Berikut beberapa alasan mengapa UMKM merasa kecewa dan alasan pemerintah melakukan penggusuran:
Kekecewaan UMKM:
- Tidak Ada Solusi Alternatif yang Jelas;
Banyak pedagang merasa tidak diberi pilihan lokasi pengganti yang layak setelah digusur. - Usaha Sudah Lama Berdiri;
Sebagian pelaku UMKM telah berdagang bertahun-tahun di lokasi tersebut dan merasa memiliki hak moral. - Dampak Ekonomi Langsung;
Penggusuran menyebabkan mereka kehilangan pemasukan harian secara tiba-tiba. - Kurangnya Sosialisasi;
Penertiban sering dilakukan tanpa pemberitahuan yang memadai atau dialog yang konstruktif.
Kedati demikian, menurut pihak Pemda dan Satpol PP, penertiban dilakukan dengan dasar hukum yang jelas, antara lain.
.Undang-Undang No. 22 Tahun 2009 tentang Lalu Lintas dan Angkutan Jalan,
- Pasal 28 Ayat (1): Larangan melakukan perbuatan yang mengganggu fungsi jalan.
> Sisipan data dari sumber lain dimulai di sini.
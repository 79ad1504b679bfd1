// Carbon accounting: static factor table and the pure calculator built on it.
// Nothing in here performs I/O.

pub mod calculator;
pub mod factors;

pub use calculator::{CalculationResult, CarbonCalculator};
pub use factors::{Category, EmissionFactorTable};

/// Rounds to two decimal places, the precision every emission figure is reported at.
pub fn round2(value: f64) -> f64 {
    (value * 100.0).round() / 100.0
}

/// `round2(quantity × factor)`, or `None` when the result is not a finite number.
pub fn emission(quantity: f64, factor: f64) -> Option<f64> {
    let total = round2(quantity * factor);
    total.is_finite().then_some(total)
}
- Pasal 38: Jalan harus bebas dari hambatan yang mengancam keselamatan dan kelancaran lalu lintas.
Peraturan Daerah (Perda) Sarolangun;
- Mengatur larangan membangun di badan jalan, trotoar, drainase, dan Ruang Milik Jalan (Rumija).
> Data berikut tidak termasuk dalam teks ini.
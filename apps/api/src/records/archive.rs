use anyhow::Result;
use aws_config::Region;
use aws_sdk_s3::config::Credentials;
use aws_sdk_s3::primitives::ByteStream;
use tracing::info;
use uuid::Uuid;

use crate::config::ArchiveConfig;
use crate::extraction::UploadedFile;

/// Keeps original uploads in object storage (MinIO locally, S3 in production).
/// Only constructed when `ARCHIVE_UPLOADS=true`.
#[derive(Clone)]
pub struct UploadArchive {
    client: aws_sdk_s3::Client,
    bucket: String,
}

impl UploadArchive {
    pub async fn from_config(config: &ArchiveConfig) -> Self {
        let credentials = Credentials::new(
            &config.aws_access_key_id,
            &config.aws_secret_access_key,
            None,
            None,
            "carbonkind-static",
        );

        let s3_config = aws_config::defaults(aws_config::BehaviorVersion::latest())
            .region(Region::new("us-east-1"))
            .credentials_provider(credentials)
            .endpoint_url(&config.s3_endpoint)
            .load()
            .await;

        Self {
            client: aws_sdk_s3::Client::new(&s3_config),
            bucket: config.s3_bucket.clone(),
        }
    }

    /// Uploads the file and returns its `s3://` URL.
    pub async fn store(&self, owner_id: Uuid, file: &UploadedFile) -> Result<String> {
        let key = object_key(owner_id, &file.file_name);
        self.client
            .put_object()
            .bucket(&self.bucket)
            .key(&key)
            .body(ByteStream::from(file.bytes.to_vec()))
            .content_type(&file.content_type)
            .send()
            .await
            .map_err(|e| anyhow::anyhow!("S3 upload failed: {e}"))?;

        info!("Archived upload to s3://{}/{}", self.bucket, key);
        Ok(format!("s3://{}/{}", self.bucket, key))
    }
}

/// `uploads/<owner>/<uuid>-<sanitised name>`
fn object_key(owner_id: Uuid, file_name: &str) -> String {
    let safe: String = file_name
        .chars()
        .map(|c| {
            if c.is_ascii_alphanumeric() || matches!(c, '.' | '-' | '_') {
                c
            } else {
                '_'
            }
        })
        .collect();
    let safe = if safe.is_empty() { "upload".to_string() } else { safe };
    format!("uploads/{owner_id}/{}-{safe}", Uuid::new_v4())
}
//! Extraction Adapter: turns an upload or raw text into an `Analysis`.
//!
//! Path selection:
//! - decodable text → text model (single attempt, bounded by `timeout`) →
//!   Fallback Matcher on any error, timeout, or unusable reply
//! - no text model configured → Fallback Matcher
//! - undecodable file → filename heuristic fed to the Fallback Matcher, else not relevant
//!
//! Upstream failures never escape this module; they only change which path
//! produced the analysis.

use std::sync::Arc;
use std::time::Duration;

use serde::Deserialize;
use serde_json::Value;
use thiserror::Error;
use tracing::{debug, info, warn};

use crate::carbon::{emission, Category, EmissionFactorTable};
use crate::extraction::document::{decode_text, filename_hint, UploadedFile};
use crate::extraction::fallback;
use crate::extraction::models::{parse_quantity, Analysis, Confidence, Extraction};
use crate::extraction::prompts::{
    EXTRACTION_PROMPT, EXTRACTION_SYSTEM, MODEL_SUGGESTIONS, UNSUPPORTED_FILE_SUGGESTIONS,
};
use crate::llm_client::TextModel;

/// Upper bound on document text embedded in a single prompt.
const MAX_PROMPT_DOCUMENT_CHARS: usize = 20_000;

#[derive(Debug, Error)]
pub enum ReplyError {
    #[error("no JSON object in reply")]
    NoJson,

    #[error("malformed JSON: {0}")]
    Malformed(#[from] serde_json::Error),

    #[error("relevant reply is missing a usable {0}")]
    Incomplete(&'static str),
}

/// Loose shape of the model's answer; validated into an `Analysis` by `interpret_reply`.
#[derive(Debug, Deserialize)]
struct ModelReply {
    relevant: bool,
    #[serde(default)]
    category: Option<String>,
    #[serde(default)]
    quantity: Option<Value>,
    #[serde(default)]
    unit: Option<String>,
    #[serde(default)]
    subtype: Option<String>,
    #[serde(default)]
    source_text: Option<String>,
    #[serde(default)]
    confidence: Option<String>,
    #[serde(default)]
    reason: Option<String>,
}

#[derive(Clone)]
pub struct ExtractionAdapter {
    model: Option<Arc<dyn TextModel>>,
    factors: Arc<EmissionFactorTable>,
    timeout: Duration,
}

impl ExtractionAdapter {
    pub fn new(
        model: Option<Arc<dyn TextModel>>,
        factors: Arc<EmissionFactorTable>,
        timeout: Duration,
    ) -> Self {
        Self {
            model,
            factors,
            timeout,
        }
    }

    pub fn model_name(&self) -> Option<&str> {
        self.model.as_deref().map(|m| m.model_name())
    }

    pub async fn analyze_upload(&self, file: &UploadedFile) -> Analysis {
        if let Some(text) = decode_text(file).await {
            return self.analyze_text(&text, &file.file_name).await;
        }

        info!(
            "No readable text in {} ({}); using filename heuristics",
            file.file_name,
            file.file_type()
        );

        match filename_hint(&file.file_name) {
            Some(assumed) => match fallback::match_text(assumed, &file.file_name) {
                Analysis::Relevant(mut extraction) => {
                    extraction.confidence = Some(Confidence::Low);
                    extraction.source_text = format!(
                        "Assumed from file name '{}': {}",
                        file.file_name, extraction.source_text
                    );
                    Analysis::Relevant(extraction)
                }
                not_relevant => not_relevant,
            },
            None => Analysis::NotRelevant {
                reason: "Unsupported file type or content".to_string(),
                source_text: file.file_name.clone(),
                suggested_files: UNSUPPORTED_FILE_SUGGESTIONS
                    .iter()
                    .map(|s| s.to_string())
                    .collect(),
            },
        }
    }

    pub async fn analyze_text(&self, text: &str, file_name: &str) -> Analysis {
        let Some(model) = &self.model else {
            debug!("Text model not configured; using fallback matcher");
            return fallback::match_text(text, file_name);
        };

        let document: String = text.chars().take(MAX_PROMPT_DOCUMENT_CHARS).collect();
        let prompt = EXTRACTION_PROMPT.replace("{document_text}", &document);

        let reply =
            match tokio::time::timeout(self.timeout, model.complete(&prompt, EXTRACTION_SYSTEM))
                .await
            {
                Ok(Ok(reply)) => reply,
                Ok(Err(e)) => {
                    warn!("Text model call failed, using fallback matcher: {e}");
                    return fallback::match_text(text, file_name);
                }
                Err(_) => {
                    warn!(
                        "Text model timed out after {}s, using fallback matcher",
                        self.timeout.as_secs()
                    );
                    return fallback::match_text(text, file_name);
                }
            };

        match interpret_reply(&reply, &self.factors) {
            Ok(analysis) => analysis,
            Err(e) => {
                warn!("Unusable text model reply ({e}), using fallback matcher");
                fallback::match_text(text, file_name)
            }
        }
    }
}

/// Span from the first `{` to the last `}`, if any.
fn first_json_object(reply: &str) -> Option<&str> {
    let start = reply.find('{')?;
    let end = reply.rfind('}')?;
    (end > start).then(|| &reply[start..=end])
}

/// Validates the model's answer against the factor table.
pub fn interpret_reply(reply: &str, factors: &EmissionFactorTable) -> Result<Analysis, ReplyError> {
    let json = first_json_object(reply).ok_or(ReplyError::NoJson)?;
    let parsed: ModelReply = serde_json::from_str(json)?;

    if !parsed.relevant {
        return Ok(Analysis::NotRelevant {
            reason: parsed
                .reason
                .filter(|r| !r.trim().is_empty())
                .unwrap_or_else(|| "Document not suitable for carbon calculation".to_string()),
            source_text: parsed.source_text.unwrap_or_default(),
            suggested_files: MODEL_SUGGESTIONS.iter().map(|s| s.to_string()).collect(),
        });
    }

    let category = parsed
        .category
        .as_deref()
        .and_then(Category::parse)
        .ok_or(ReplyError::Incomplete("category"))?;
    let quantity = parsed
        .quantity
        .as_ref()
        .and_then(parse_quantity)
        .ok_or(ReplyError::Incomplete("quantity"))?;

    // Only keep subtypes the table knows, so the stored value matches the factor used.
    let subtype = parsed
        .subtype
        .as_deref()
        .and_then(|s| factors.find(category, s))
        .map(|row| row.subtype.to_string());

    // A quantity whose emission overflows cannot be stored.
    emission(quantity, factors.factor_for(category, subtype.as_deref()))
        .ok_or(ReplyError::Incomplete("quantity"))?;

    let unit = parsed
        .unit
        .map(|u| u.trim().to_string())
        .filter(|u| !u.is_empty())
        .unwrap_or_else(|| factors.unit_for(category, subtype.as_deref()).to_string());

    let confidence = match parsed.confidence.as_deref().map(str::to_ascii_lowercase) {
        Some(c) if c == "high" => Some(Confidence::High),
        Some(c) if c == "medium" => Some(Confidence::Medium),
        Some(c) if c == "low" => Some(Confidence::Low),
        _ => None,
    };

    let source_text = parsed
        .source_text
        .filter(|s| !s.trim().is_empty())
        .unwrap_or_else(|| format!("{category} usage: {quantity} {unit}"));

    Ok(Analysis::Relevant(Extraction {
        category: category.as_str().to_string(),
        quantity,
        unit,
        subtype,
        source_text,
        confidence,
        manual_entry: false,
    }))
}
- 3.UU No. 26 Tahun 2007 tentang Penataan Ruang;
- Pasal 61: Setiap orang wajib menaati rencana tata ruang, termasuk tidak membangun di area terlarang.
Bangunan dianggap ilegal karena:
- Berdiri di atas tanah negara atau ruang publik.
- Mengganggu fungsi jalan, keselamatan pengguna jalan, dan drainase.
Sementara itu, Arman, salah satu pelaku UMKM, menyampaikan beberapa solusi yang bisa dipertimbangkan Pemda:
- Dialog antara UMKM dan Pemerintah Daerah untuk mencari solusi bersama.
- Penyediaan lokasi relokasi yang strategis dan layak.
- Program bantuan transisi, seperti modal usaha, pelatihan digital marketing, atau legalisasi bagi pedagang yang telah lama beroperasi.
“Pemerintah wajib menertibkan dengan cara manusiawi dan adil, bukan hanya menargetkan UMKM kecil sementara pelanggaran besar dibiarkan,” tegas Arman, Kamis (17/4).
Ia (red Arman) juga mempertanyakan konsistensi penegakan aturan:
“Jika mengacu pada Perda Kabupaten Sarolangun No. 3 Tahun 2007, lebar jalur lalu lintas harus 5 meter dengan bahu jalan 2 meter. Bangunan di Jalan Arteri yang melanggar Garis Sempadan Bangunan (GSMB) minimal 20 meter juga harus ditertibkan. Bagaimana dengan IMB mereka?”
” Kmi berharap Pemda diharapkan tidak hanya tegas terhadap UMKM kecil, tetapi juga konsisten menertibkan semua pelanggaran, termasuk bangunan besar yang melanggar aturan,” pungkasnya.